(Supplied data Opens)

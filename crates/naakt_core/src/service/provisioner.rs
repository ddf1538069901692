//! Material provisioning use-case.
//!
//! # Responsibility
//! - Resolve a source material for a NAAM via keyword matching.
//! - Duplicate it under the canonical name and apply presentation settings
//!   inside one host transaction.
//!
//! # Invariants
//! - Precondition failures (`AlreadyExists`, `NoSourceMaterial`,
//!   `IncompleteName`) happen before any host mutation.
//! - Any failure after the transaction starts rolls it back; the host
//!   document is unchanged unless the whole operation succeeds.
//! - Appearance asset duplication failure is a warning, not an abort.

use crate::host::patterns::solid_pattern_id;
use crate::host::{ElementId, HostDiagnostic, HostDocument, HostError, HostMaterial};
use crate::model::naming::is_well_formed;
use crate::model::presentation::{ColorSlot, PresentationConfig};
use crate::search::keyword_match::find_closest;
use log::{info, warn};
use std::error::Error;
use std::fmt::{Display, Formatter};

/// Transaction label shown in the host's undo history.
pub const TRANSACTION_LABEL: &str = "NAA.K.T. Materiaal aanmaken";

pub type ProvisionResult<T> = Result<T, ProvisionError>;

/// Failure of a provisioning request.
#[derive(Debug, Clone, PartialEq, Eq)]
pub enum ProvisionError {
    /// The canonical name is missing one of its three required segments.
    IncompleteName(String),
    /// A material with this exact name already exists.
    AlreadyExists(String),
    /// The host document has no material to duplicate.
    NoSourceMaterial,
    /// Host failure; the transaction (if any) was rolled back.
    Host(HostError),
}

impl ProvisionError {
    /// Short explanation for the user, without internal detail.
    pub fn user_message(&self) -> String {
        match self {
            Self::IncompleteName(_) => {
                "Geen geldige materiaalnaam. Selecteer naam, kenmerk en toepassing.".to_string()
            }
            Self::AlreadyExists(name) => format!("Materiaal '{name}' bestaat al in het model."),
            Self::NoSourceMaterial => "Geen bronmateriaal gevonden in het model.".to_string(),
            Self::Host(err) => format!("Fout bij aanmaken materiaal:\n\n{err}"),
        }
    }
}

impl Display for ProvisionError {
    fn fmt(&self, f: &mut Formatter<'_>) -> std::fmt::Result {
        match self {
            Self::IncompleteName(name) => write!(f, "incomplete material name `{name}`"),
            Self::AlreadyExists(name) => write!(f, "material already exists: {name}"),
            Self::NoSourceMaterial => write!(f, "no source material found"),
            Self::Host(err) => write!(f, "host operation failed: {err}"),
        }
    }
}

impl Error for ProvisionError {
    fn source(&self) -> Option<&(dyn Error + 'static)> {
        match self {
            Self::Host(err) => Some(err),
            _ => None,
        }
    }
}

impl From<HostError> for ProvisionError {
    fn from(value: HostError) -> Self {
        Self::Host(value)
    }
}

/// Validated request, ready to be executed.
#[derive(Debug, Clone, PartialEq, Eq)]
pub struct ProvisionPlan {
    pub new_name: String,
    pub source: HostMaterial,
    /// Source was taken as first-candidate fallback (no keyword matched).
    pub fallback_source: bool,
}

/// Result of a successful [`MaterialProvisioner::create`].
#[derive(Debug, Clone, PartialEq, Eq)]
pub struct ProvisionReport {
    pub material: ElementId,
    pub name: String,
    pub source_name: String,
    pub asset_duplicated: bool,
    pub diagnostics: Vec<HostDiagnostic>,
}

/// Creates standardized materials in a host document.
pub struct MaterialProvisioner<'doc, H: HostDocument + ?Sized> {
    host: &'doc mut H,
}

impl<'doc, H: HostDocument + ?Sized> MaterialProvisioner<'doc, H> {
    pub fn new(host: &'doc mut H) -> Self {
        Self { host }
    }

    /// Checks preconditions and resolves the source material without
    /// mutating the host.
    pub fn plan(&self, name: &str, new_name: &str) -> ProvisionResult<ProvisionPlan> {
        if !is_well_formed(new_name) {
            return Err(ProvisionError::IncompleteName(new_name.to_string()));
        }
        if self.host.material_exists(new_name)? {
            return Err(ProvisionError::AlreadyExists(new_name.to_string()));
        }

        let materials = self.host.materials()?;
        let found = find_closest(name, &materials).ok_or(ProvisionError::NoSourceMaterial)?;
        info!(
            "event=source_match module=provision name={} source={} score={} fallback={}",
            name, found.candidate.name, found.score, found.fallback
        );
        Ok(ProvisionPlan {
            new_name: new_name.to_string(),
            source: found.candidate.clone(),
            fallback_source: found.fallback,
        })
    }

    /// Creates `new_name` from the best-matching source for `name`.
    pub fn create(
        &mut self,
        name: &str,
        new_name: &str,
        presentation: &PresentationConfig,
    ) -> ProvisionResult<ProvisionReport> {
        let plan = self.plan(name, new_name)?;
        self.execute(&plan, presentation)
    }

    /// Executes a previously computed plan in one transaction.
    pub fn execute(
        &mut self,
        plan: &ProvisionPlan,
        presentation: &PresentationConfig,
    ) -> ProvisionResult<ProvisionReport> {
        let solid = solid_pattern_id(&*self.host)?;

        self.host.begin_transaction(TRANSACTION_LABEL)?;
        match self.duplicate_and_style(plan, presentation, solid) {
            Ok(report) => {
                if let Err(err) = self.host.commit_transaction() {
                    self.rollback_quietly();
                    return Err(err.into());
                }
                info!(
                    "event=material_create module=provision status=ok name={} source={} asset_duplicated={}",
                    report.name, report.source_name, report.asset_duplicated
                );
                Ok(report)
            }
            Err(err) => {
                self.rollback_quietly();
                warn!(
                    "event=material_create module=provision status=rolled_back name={} error={}",
                    plan.new_name, err
                );
                Err(err.into())
            }
        }
    }

    fn duplicate_and_style(
        &mut self,
        plan: &ProvisionPlan,
        presentation: &PresentationConfig,
        solid: Option<ElementId>,
    ) -> Result<ProvisionReport, HostError> {
        let mut diagnostics = Vec::new();
        let material = self
            .host
            .duplicate_material(plan.source.id, &plan.new_name)?;

        let mut asset_duplicated = false;
        if let Some(asset) = plan.source.appearance_asset {
            match self.copy_appearance_asset(material, asset, &plan.new_name) {
                Ok(()) => asset_duplicated = true,
                Err(err) => {
                    warn!(
                        "event=asset_duplicate module=provision status=skipped name={} error={}",
                        plan.new_name, err
                    );
                    diagnostics.push(HostDiagnostic::new(
                        format!("appearance asset of {}", plan.source.name),
                        err.to_string(),
                    ));
                }
            }
        }

        for slot in ColorSlot::ALL {
            let pattern = if slot.is_background() {
                solid
            } else {
                presentation.foreground_pattern(slot)
            };
            if let Some(pattern) = pattern {
                self.host.set_pattern(material, slot, pattern)?;
            }
            self.host
                .set_pattern_color(material, slot, presentation.color(slot))?;
        }
        if solid.is_none() {
            diagnostics.push(HostDiagnostic::new(
                "solid fill",
                "no solid fill pattern in document; background patterns unchanged",
            ));
        }

        Ok(ProvisionReport {
            material,
            name: plan.new_name.clone(),
            source_name: plan.source.name.clone(),
            asset_duplicated,
            diagnostics,
        })
    }

    /// Duplicates `asset` under `new_name` and attaches it to `material`.
    fn copy_appearance_asset(
        &mut self,
        material: ElementId,
        asset: ElementId,
        new_name: &str,
    ) -> Result<(), HostError> {
        let new_asset = self.host.duplicate_appearance_asset(asset, new_name)?;
        self.host.set_appearance_asset(material, new_asset)
    }

    fn rollback_quietly(&mut self) {
        if let Err(err) = self.host.rollback_transaction() {
            warn!("event=transaction_rollback module=provision status=error error={err}");
        }
    }
}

(Supplied data Closes)

Every line above that includes "aanmaken" counts toward one total; give that total by itself.

## Expected answer
2